I take out a fifty-afghani banknote, almost worthless in itself.
‘Give him this note,’ I say, ‘and this one only. Tell him it comes from England.’
He looks at it with an expression of disappointment. He doesn’t know that I’ve made several tiny holes in the note with the point of a needle. There’s one in the centre of the note, over the engraving of the Darul Aman Palace, and several more over the serial numbers in the corners. It’s taken me a while to find a note which contains the right numbers, but I’ve got about a thousand of them.
If Manny gets the note and knows it’s from me, he’ll know that there’s a message contained in it somehow, and will examine it minutely for clues. He’ll find the pinprick that shows him I want to meet at the ruined Darul Aman Palace. Then he’ll look at the numbers and realise they represent the time, 1800, and the days of the week, indicated by the Persian initials for Monday and Tuesday. I space the holes so that even under inspection they’ll look as though they were made by a staple, and add Manny’s initials to garble the signal. Only he will recognise them and know to eliminate them from the message.
‘How will I know if you’ve delivered it?’
‘You just wait,’ he says.
So I wait. The weekend passes.
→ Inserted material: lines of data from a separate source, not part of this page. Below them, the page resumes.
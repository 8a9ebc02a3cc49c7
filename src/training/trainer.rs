//! The training loop: epochs of gradient steps with held-out evaluation and
//! checkpointing after every epoch.

use std::path::Path;

use anyhow::{ensure, Result};
use indicatif::{ProgressBar, ProgressStyle};
use tracing::{info, warn};

use crate::config::ExperimentConfig;
use crate::data::{build_process, TaskGenerator};
use crate::model::NeuralProcess;
use crate::nn::{Adam, Optimizer, Parameterized};

use super::checkpoint::{Checkpoint, CheckpointStore, EpochRecord};
use super::evaluate::{evaluate, EvalResult};
use super::loss::{compute_loss, LossSettings};
use super::plot::render_fit;

pub struct Trainer {
    config: ExperimentConfig,
    model: NeuralProcess,
    optimizer: Adam,
    generator: TaskGenerator,
    store: CheckpointStore,
    history: Vec<EpochRecord>,
    best_eval: f64,
    start_epoch: usize,
}

impl Trainer {
    pub fn new(config: ExperimentConfig, root: &Path) -> Result<Self> {
        let model = NeuralProcess::build(config.model, &config.model_cfg);
        let optimizer = Adam::new(config.training.learning_rate);
        let generator = TaskGenerator::new(build_process(config.data), config.generator.clone());
        let store = CheckpointStore::new(root, &config.key())?;
        Ok(Self {
            config,
            model,
            optimizer,
            generator,
            store,
            history: Vec::new(),
            best_eval: f64::INFINITY,
            start_epoch: 0,
        })
    }

    pub fn store(&self) -> &CheckpointStore {
        &self.store
    }

    pub fn model_mut(&mut self) -> &mut NeuralProcess {
        &mut self.model
    }

    pub fn generator(&self) -> &TaskGenerator {
        &self.generator
    }

    /// Last completed epoch, zero before any training or resume.
    pub fn start_epoch(&self) -> usize {
        self.start_epoch
    }

    fn restore(&mut self, checkpoint: Checkpoint) -> Result<()> {
        ensure!(
            checkpoint.parameters.len() == self.model.num_parameters(),
            "checkpoint has {} parameters but the model expects {}",
            checkpoint.parameters.len(),
            self.model.num_parameters()
        );
        self.model
            .load_parameters(&mut checkpoint.parameters.iter().copied());
        self.best_eval = checkpoint.best_eval;
        self.start_epoch = checkpoint.epoch;
        self.history = checkpoint.history;
        Ok(())
    }

    /// Pick up from the latest checkpoint if one exists. Returns whether a
    /// checkpoint was loaded.
    pub fn resume(&mut self) -> Result<bool> {
        if !self.store.exists("latest") {
            return Ok(false);
        }
        let checkpoint = self.store.load("latest")?;
        info!(
            epoch = checkpoint.epoch,
            best_eval = checkpoint.best_eval,
            "resuming from latest checkpoint"
        );
        self.restore(checkpoint)?;
        Ok(true)
    }

    /// Load the best checkpoint, for evaluation runs.
    pub fn load_best(&mut self) -> Result<()> {
        let checkpoint = self.store.load("best")?;
        info!(epoch = checkpoint.epoch, "loaded best checkpoint");
        self.restore(checkpoint)
    }

    fn loss_settings(&self, epoch: usize) -> LossSettings {
        // The noise clamp steers early epochs toward fitting the mean before
        // the noise head gets a say.
        let noise = if epoch <= self.config.training.fix_noise_epochs {
            Some(self.config.training.fixed_noise)
        } else {
            None
        };
        LossSettings {
            num_samples: self.config.training.num_samples,
            noise,
        }
    }

    fn snapshot(&self, epoch: usize) -> Checkpoint {
        let mut parameters = Vec::with_capacity(self.model.num_parameters());
        self.model.collect_parameters(&mut parameters);
        Checkpoint {
            epoch,
            best_eval: self.best_eval,
            parameters,
            history: self.history.clone(),
        }
    }

    pub fn train(&mut self) -> Result<()> {
        let mut rng = rand::thread_rng();
        let epochs = self.config.training.epochs;
        let batches = self.config.training.batches_per_epoch;

        for epoch in (self.start_epoch + 1)..=epochs {
            let settings = self.loss_settings(epoch);
            let bar = ProgressBar::new(batches as u64);
            bar.set_style(
                ProgressStyle::with_template("{prefix} [{bar:40}] {pos}/{len} ({eta})")
                    .expect("valid progress template")
                    .progress_chars("=>-"),
            );
            bar.set_prefix(format!("epoch {}/{}", epoch, epochs));

            let mut epoch_loss = 0.0;
            let mut steps = 0usize;
            for batch in 0..batches {
                let task = self.generator.sample_batch(&mut rng);
                let value = compute_loss(
                    &mut self.model,
                    self.config.loss,
                    &task,
                    &settings,
                    true,
                    &mut rng,
                );
                bar.inc(1);

                if !value.is_finite() {
                    warn!(epoch, batch, "non-finite loss, skipping optimizer step");
                    continue;
                }

                let mut params = Vec::with_capacity(self.model.num_parameters());
                self.model.collect_parameters(&mut params);
                let mut grads = Vec::with_capacity(params.len());
                self.model.collect_gradients(&mut grads);
                self.optimizer.step(&mut params, &grads);
                self.model.load_parameters(&mut params.into_iter());

                epoch_loss += value;
                steps += 1;
            }
            bar.finish_and_clear();

            let train_loss = epoch_loss / steps.max(1) as f64;
            let eval_settings = LossSettings {
                num_samples: self.config.training.num_samples,
                noise: None,
            };
            let eval = evaluate(
                &mut self.model,
                self.config.loss,
                &self.generator,
                &eval_settings,
                self.config.training.eval_batches,
                &mut rng,
            );
            info!(
                epoch,
                train_loss,
                eval_loss = eval.mean,
                eval_stderr = eval.stderr,
                "epoch complete"
            );

            self.history.push(EpochRecord {
                epoch,
                train_loss,
                eval_loss: eval.mean,
                eval_error: eval.stderr,
            });

            let improved = eval.mean < self.best_eval;
            if improved {
                self.best_eval = eval.mean;
            }
            let checkpoint = self.snapshot(epoch);
            self.store.save("latest", &checkpoint)?;
            if improved {
                info!(epoch, best_eval = self.best_eval, "new best model");
                self.store.save("best", &checkpoint)?;
            }

            // Diagnostic fit of one fresh task.
            let task = self.generator.sample_batch(&mut rng);
            let plot_path = self.store.dir().join(format!("epoch-{:03}.png", epoch));
            if let Err(err) = render_fit(
                &mut self.model,
                self.generator.process(),
                &task,
                0,
                3,
                &mut rng,
                &plot_path,
            ) {
                warn!(epoch, %err, "failed to render diagnostic plot");
            }
        }
        Ok(())
    }

    /// Evaluate the current model on every held-out regime.
    pub fn evaluate_regimes(&mut self) -> Result<Vec<(String, EvalResult)>> {
        let mut rng = rand::thread_rng();
        let settings = LossSettings {
            num_samples: self.config.training.num_samples,
            noise: None,
        };

        let mut results = Vec::new();
        for regime in self.config.eval_regimes() {
            let generator =
                TaskGenerator::new(build_process(self.config.data), regime.generator.clone());
            let result = evaluate(
                &mut self.model,
                self.config.loss,
                &generator,
                &settings,
                self.config.training.final_eval_batches,
                &mut rng,
            );
            info!(
                regime = %regime.name,
                mean = result.mean,
                stderr = result.stderr,
                "held-out evaluation"
            );
            results.push((regime.name, result));
        }
        Ok(results)
    }
}

#[cfg(test)]
mod tests {
    use super::*;
    use crate::config::{DataName, LossName, ModelConfig, ModelName};

    fn tiny_experiment() -> ExperimentConfig {
        let mut config =
            ExperimentConfig::build(DataName::Eq, ModelName::Np, LossName::Loglik).unwrap();
        config.generator.batch_size = 2;
        config.generator.num_context = (3, 5);
        config.generator.num_target = (5, 5);
        config.model_cfg = ModelConfig {
            dim_r: 4,
            dim_z: 2,
            hidden: 6,
            num_layers: 1,
            ..ModelConfig::default()
        };
        config.training.epochs = 1;
        config.training.batches_per_epoch = 3;
        config.training.eval_batches = 2;
        config.training.final_eval_batches = 2;
        config.training.num_samples = 2;
        config
    }

    #[test]
    fn test_one_epoch_writes_checkpoints() {
        let tmp = tempfile::tempdir().unwrap();
        let mut trainer = Trainer::new(tiny_experiment(), tmp.path()).unwrap();
        trainer.train().unwrap();

        assert!(trainer.store().exists("latest"));
        assert!(trainer.store().exists("best"));

        let latest = trainer.store().load("latest").unwrap();
        assert_eq!(latest.epoch, 1);
        assert_eq!(latest.history.len(), 1);
        assert!(latest.history[0].train_loss.is_finite());
        assert!(latest.parameters.iter().all(|p| p.is_finite()));
    }

    #[test]
    fn test_resume_continues_from_latest() {
        let tmp = tempfile::tempdir().unwrap();
        let mut trainer = Trainer::new(tiny_experiment(), tmp.path()).unwrap();
        assert!(!trainer.resume().unwrap());
        trainer.train().unwrap();

        let mut resumed = Trainer::new(tiny_experiment(), tmp.path()).unwrap();
        assert!(resumed.resume().unwrap());
        assert_eq!(resumed.start_epoch, 1);
        assert_eq!(resumed.history.len(), 1);
        // Nothing left to do; train() should be a no-op.
        resumed.train().unwrap();
        assert_eq!(resumed.store().load("latest").unwrap().epoch, 1);
    }

    #[test]
    fn test_evaluate_regimes_covers_all_three() {
        let tmp = tempfile::tempdir().unwrap();
        let mut trainer = Trainer::new(tiny_experiment(), tmp.path()).unwrap();
        let results = trainer.evaluate_regimes().unwrap();
        assert_eq!(results.len(), 3);
        for (name, result) in &results {
            assert!(result.mean.is_finite(), "{} produced {}", name, result.mean);
        }
    }
}
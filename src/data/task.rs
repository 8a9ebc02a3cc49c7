//! A batch of context/target regression tasks.

use ndarray::Array3;

/// One sampled batch of tasks.
///
/// Arrays are shaped `(batch, points, dims)`. Context and target sets share
/// the batch axis; within a batch every task has the same context count and
/// the same target count, so the arrays are rectangular by construction.
#[derive(Debug, Clone)]
pub struct Task {
    /// Context input locations, `(batch, num_context, dim_x)`
    pub xc: Array3<f64>,
    /// Context output values, `(batch, num_context, dim_y)`
    pub yc: Array3<f64>,
    /// Target input locations, `(batch, num_target, dim_x)`
    pub xt: Array3<f64>,
    /// Target output values, `(batch, num_target, dim_y)`
    pub yt: Array3<f64>,
}

impl Task {
    pub fn batch_size(&self) -> usize {
        self.xc.shape()[0]
    }

    pub fn num_context(&self) -> usize {
        self.xc.shape()[1]
    }

    pub fn num_target(&self) -> usize {
        self.xt.shape()[1]
    }

    /// Check the shape invariants: context arrays agree on point count,
    /// target arrays agree on point count, and all four share the batch axis.
    pub fn validate(&self) -> bool {
        let b = self.xc.shape()[0];
        self.yc.shape()[0] == b
            && self.xt.shape()[0] == b
            && self.yt.shape()[0] == b
            && self.xc.shape()[1] == self.yc.shape()[1]
            && self.xt.shape()[1] == self.yt.shape()[1]
    }

    /// A task whose target set subsumes the context set, used by the ELBO
    /// objective so the training signal covers the union of both sets.
    pub fn with_context_in_targets(&self) -> Task {
        let b = self.batch_size();
        let n = self.num_context();
        let m = self.num_target();
        let dim_x = self.xc.shape()[2];
        let dim_y = self.yc.shape()[2];

        let mut xt = Array3::zeros((b, n + m, dim_x));
        let mut yt = Array3::zeros((b, n + m, dim_y));
        for bi in 0..b {
            for i in 0..n {
                for d in 0..dim_x {
                    xt[[bi, i, d]] = self.xc[[bi, i, d]];
                }
                for d in 0..dim_y {
                    yt[[bi, i, d]] = self.yc[[bi, i, d]];
                }
            }
            for i in 0..m {
                for d in 0..dim_x {
                    xt[[bi, n + i, d]] = self.xt[[bi, i, d]];
                }
                for d in 0..dim_y {
                    yt[[bi, n + i, d]] = self.yt[[bi, i, d]];
                }
            }
        }

        Task {
            xc: self.xc.clone(),
            yc: self.yc.clone(),
            xt,
            yt,
        }
    }
}
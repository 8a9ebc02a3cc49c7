//! Checkpoint persistence.
//!
//! One directory per experiment key, holding a `latest` checkpoint written
//! every epoch and a `best` checkpoint written whenever held-out evaluation
//! improves. Checkpoints are JSON: a flat parameter vector plus the training
//! history.

use std::fs::{self, File};
use std::io::{BufReader, BufWriter};
use std::path::{Path, PathBuf};

use anyhow::{Context, Result};
use serde::{Deserialize, Serialize};

/// One epoch's summary in the training history.
#[derive(Debug, Clone, Serialize, Deserialize)]
pub struct EpochRecord {
    pub epoch: usize,
    pub train_loss: f64,
    pub eval_loss: f64,
    pub eval_error: f64,
}

/// A saved model state.
#[derive(Debug, Clone, Serialize, Deserialize)]
pub struct Checkpoint {
    /// Last completed epoch (1-based).
    pub epoch: usize,
    /// Best held-out loss seen so far.
    pub best_eval: f64,
    pub parameters: Vec<f64>,
    pub history: Vec<EpochRecord>,
}

/// Filesystem layout for one experiment's checkpoints and outputs.
pub struct CheckpointStore {
    dir: PathBuf,
}

impl CheckpointStore {
    pub fn new(root: &Path, key: &str) -> Result<Self> {
        let dir = root.join(key);
        fs::create_dir_all(&dir)
            .with_context(|| format!("creating checkpoint directory {}", dir.display()))?;
        Ok(Self { dir })
    }

    pub fn dir(&self) -> &Path {
        &self.dir
    }

    fn path(&self, name: &str) -> PathBuf {
        self.dir.join(format!("model-{}.json", name))
    }

    pub fn exists(&self, name: &str) -> bool {
        self.path(name).exists()
    }

    pub fn save(&self, name: &str, checkpoint: &Checkpoint) -> Result<()> {
        let path = self.path(name);
        let file = File::create(&path)
            .with_context(|| format!("creating checkpoint {}", path.display()))?;
        serde_json::to_writer(BufWriter::new(file), checkpoint)
            .with_context(|| format!("writing checkpoint {}", path.display()))?;
        Ok(())
    }

    pub fn load(&self, name: &str) -> Result<Checkpoint> {
        let path = self.path(name);
        let file = File::open(&path)
            .with_context(|| format!("opening checkpoint {}", path.display()))?;
        let checkpoint = serde_json::from_reader(BufReader::new(file))
            .with_context(|| format!("parsing checkpoint {}", path.display()))?;
        Ok(checkpoint)
    }
}
//! Meta-learning for 1-D regression with neural processes.
//!
//! Models are trained on synthetic tasks drawn from Gaussian processes,
//! sawtooth waves and mixtures thereof: each task is a context set to
//! condition on and a target set to predict, and the models learn to map
//! context sets directly to predictive distributions. Four architectures
//! (convolutional conditional, convolutional latent, attentive and vanilla
//! neural processes) train against three objectives (Monte-Carlo
//! log-likelihood, its importance-weighted variant, and the ELBO).
//!
//! All gradients are computed by hand-written backward passes over
//! `ndarray` buffers; see [`nn`] for the layer library and [`training`] for
//! the objectives and the loop.

pub mod config;
pub mod data;
pub mod error;
pub mod logging;
pub mod model;
pub mod nn;
pub mod training;

pub use config::{DataName, ExperimentConfig, LossName, ModelName};
pub use model::NeuralProcess;
pub use training::Trainer;
//! Batch task sampler.

use ndarray::{Array1, Array3};
use rand::Rng;

use super::{StochasticProcess, Task};
use crate::config::GeneratorConfig;

/// Samples batches of tasks from a stochastic process.
///
/// Context and target counts are drawn once per batch and shared across the
/// batch, so every batch is rectangular without padding. Each task in the
/// batch is an independent joint draw from the process over the concatenated
/// context and target locations, split afterwards.
pub struct TaskGenerator {
    process: Box<dyn StochasticProcess>,
    config: GeneratorConfig,
}

impl TaskGenerator {
    pub fn new(process: Box<dyn StochasticProcess>, config: GeneratorConfig) -> Self {
        Self { process, config }
    }

    pub fn config(&self) -> &GeneratorConfig {
        &self.config
    }

    pub fn process(&self) -> &dyn StochasticProcess {
        self.process.as_ref()
    }

    /// Draw one batch of tasks.
    pub fn sample_batch(&self, rng: &mut impl Rng) -> Task {
        let b = self.config.batch_size;
        let (lo, hi) = self.config.x_range;

        // Counts shared across the batch.
        let num_context = rng.gen_range(self.config.num_context.0..=self.config.num_context.1);
        let num_target = rng.gen_range(self.config.num_target.0..=self.config.num_target.1);

        let mut xc = Array3::zeros((b, num_context, 1));
        let mut yc = Array3::zeros((b, num_context, 1));
        let mut xt = Array3::zeros((b, num_target, 1));
        let mut yt = Array3::zeros((b, num_target, 1));

        for bi in 0..b {
            // One joint set of locations so the process is drawn consistently
            // across context and target.
            let total = num_context + num_target;
            let x = Array1::from_shape_fn(total, |_| rng.gen_range(lo..hi));
            let y = self.process.sample_joint(&x, rng);

            for i in 0..num_context {
                xc[[bi, i, 0]] = x[i];
                yc[[bi, i, 0]] = y[i];
            }
            for i in 0..num_target {
                xt[[bi, i, 0]] = x[num_context + i];
                yt[[bi, i, 0]] = y[num_context + i];
            }
        }

        let task = Task { xc, yc, xt, yt };
        debug_assert!(task.validate());
        task
    }
}

#[cfg(test)]
mod tests {
    use super::*;
    use crate::config::DataName;
    use crate::data::build_process;
    use rand::rngs::StdRng;
    use rand::SeedableRng;

    fn generator(data: DataName) -> TaskGenerator {
        TaskGenerator::new(build_process(data), GeneratorConfig::default())
    }

    #[test]
    fn test_batch_shape_invariants() {
        let mut rng = StdRng::seed_from_u64(11);
        for data in [DataName::Eq, DataName::Sawtooth, DataName::Mixture] {
            let gen = generator(data);
            for _ in 0..5 {
                let task = gen.sample_batch(&mut rng);
                assert!(task.validate());
                assert_eq!(task.batch_size(), 16);
                assert_eq!(task.xc.shape()[1], task.yc.shape()[1]);
                assert_eq!(task.xt.shape()[1], task.yt.shape()[1]);
            }
        }
    }

    #[test]
    fn test_counts_within_configured_ranges() {
        let mut rng = StdRng::seed_from_u64(12);
        let gen = generator(DataName::Eq);
        for _ in 0..20 {
            let task = gen.sample_batch(&mut rng);
            assert!((3..=50).contains(&task.num_context()));
            assert_eq!(task.num_target(), 50);
        }
    }

    #[test]
    fn test_locations_within_range() {
        let mut rng = StdRng::seed_from_u64(13);
        let gen = generator(DataName::Eq);
        let task = gen.sample_batch(&mut rng);
        for &v in task.xc.iter().chain(task.xt.iter()) {
            assert!((-2.0..2.0).contains(&v));
        }
    }

    #[test]
    fn test_context_and_target_from_same_draw() {
        // A GP with a long length scale produces nearly constant sample
        // paths, so context and target values of one task must be close.
        use crate::data::{GaussianProcess, Kernel};
        let gen = TaskGenerator::new(
            Box::new(GaussianProcess::new(Kernel::Eq { scale: 100.0 })),
            GeneratorConfig {
                batch_size: 2,
                ..Default::default()
            },
        );
        let mut rng = StdRng::seed_from_u64(14);
        let task = gen.sample_batch(&mut rng);
        for bi in 0..2 {
            let c = task.yc[[bi, 0, 0]];
            let t = task.yt[[bi, 0, 0]];
            assert!((c - t).abs() < 0.1, "context {} target {}", c, t);
        }
    }
}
H and I visit the famous walled gardens of the sixteenth-century ruler Babur, who despite conquering much of Afghanistan and India expressed the wish to be buried in his beloved Kabul. Once the most popular venue in the city, the park is deserted but for an elderly guardian, and his shrine is peppered with bullet marks. We also pay a visit to the former British embassy, once the grandest foreign residence in Kabul. It’s a burned-out shell now, and the emerald lawns have turned to dust.
On the Monday I take a taxi to a suburb in the south of the city called Deh Qalandar and walk the final stretch alone to the ruined palace. The giant rooms have long ago been stripped of their furniture and fittings and are strewn with smashed masonry, plaster and glass. I wait an hour, but no one comes. I return again at the same time the following day. There are a few children playing in the rubble, but there is no one to meet me. Realising how slim the chances are of re-establishing contact with Manny in this way, and dwelling on the many factors that make it unlikely, my sense of expectation begins to waver.
‘Don’t let it get to you,’ says H, who spent a good deal of his time in Northern Ireland waiting in unmarked cars for informers who never showed up. He knows I’m hoping to meet a source useful to London, but he knows nothing of my history with Manny and can’t know how disappointed I am.
On the Thursday a message comes from Mr Raouf. Our supplies are ready, which means it’s time to get the operation underway. We drive to the trust’s headquarters, where Mr Raouf is waiting for us, beaming mischieviously. He leads us to a storeroom and throws aside a dusty tarpaulin to reveal several metal trunks.
‘Befarmaid.’ He grins, stretching out his hand. ‘Be my guest.’
We unpack the trunks with a feeling of awe. There are several wooden boxes of plastic explosive, each containing half a dozen blocks the size of small bricks wrapped in brown waterproof paper to keep out moisture. I recognise the type. It’s Iranian Composition 4, C4 for short, made from the high explosive RDX with a small percentage of non-explosive plasticiser which allows it to be cut or shaped. It has a detonation velocity of nearly 30,000 feet per second, which makes it more powerful than dynamite and an ideal demolition charge.
There’s a long roll of waterproof blasting fuse resembling thin black rope, which H calls time fuse. The design hasn’t changed much since Guy Fawkes’ time. It’s a modified form of gunpowder, wrapped in a waterproof fabric sheath to enable it to burn underwater if necessary. It’s this that will give us our time delay, though we’ll have to test its burning rate to see what length we’ll eventually need.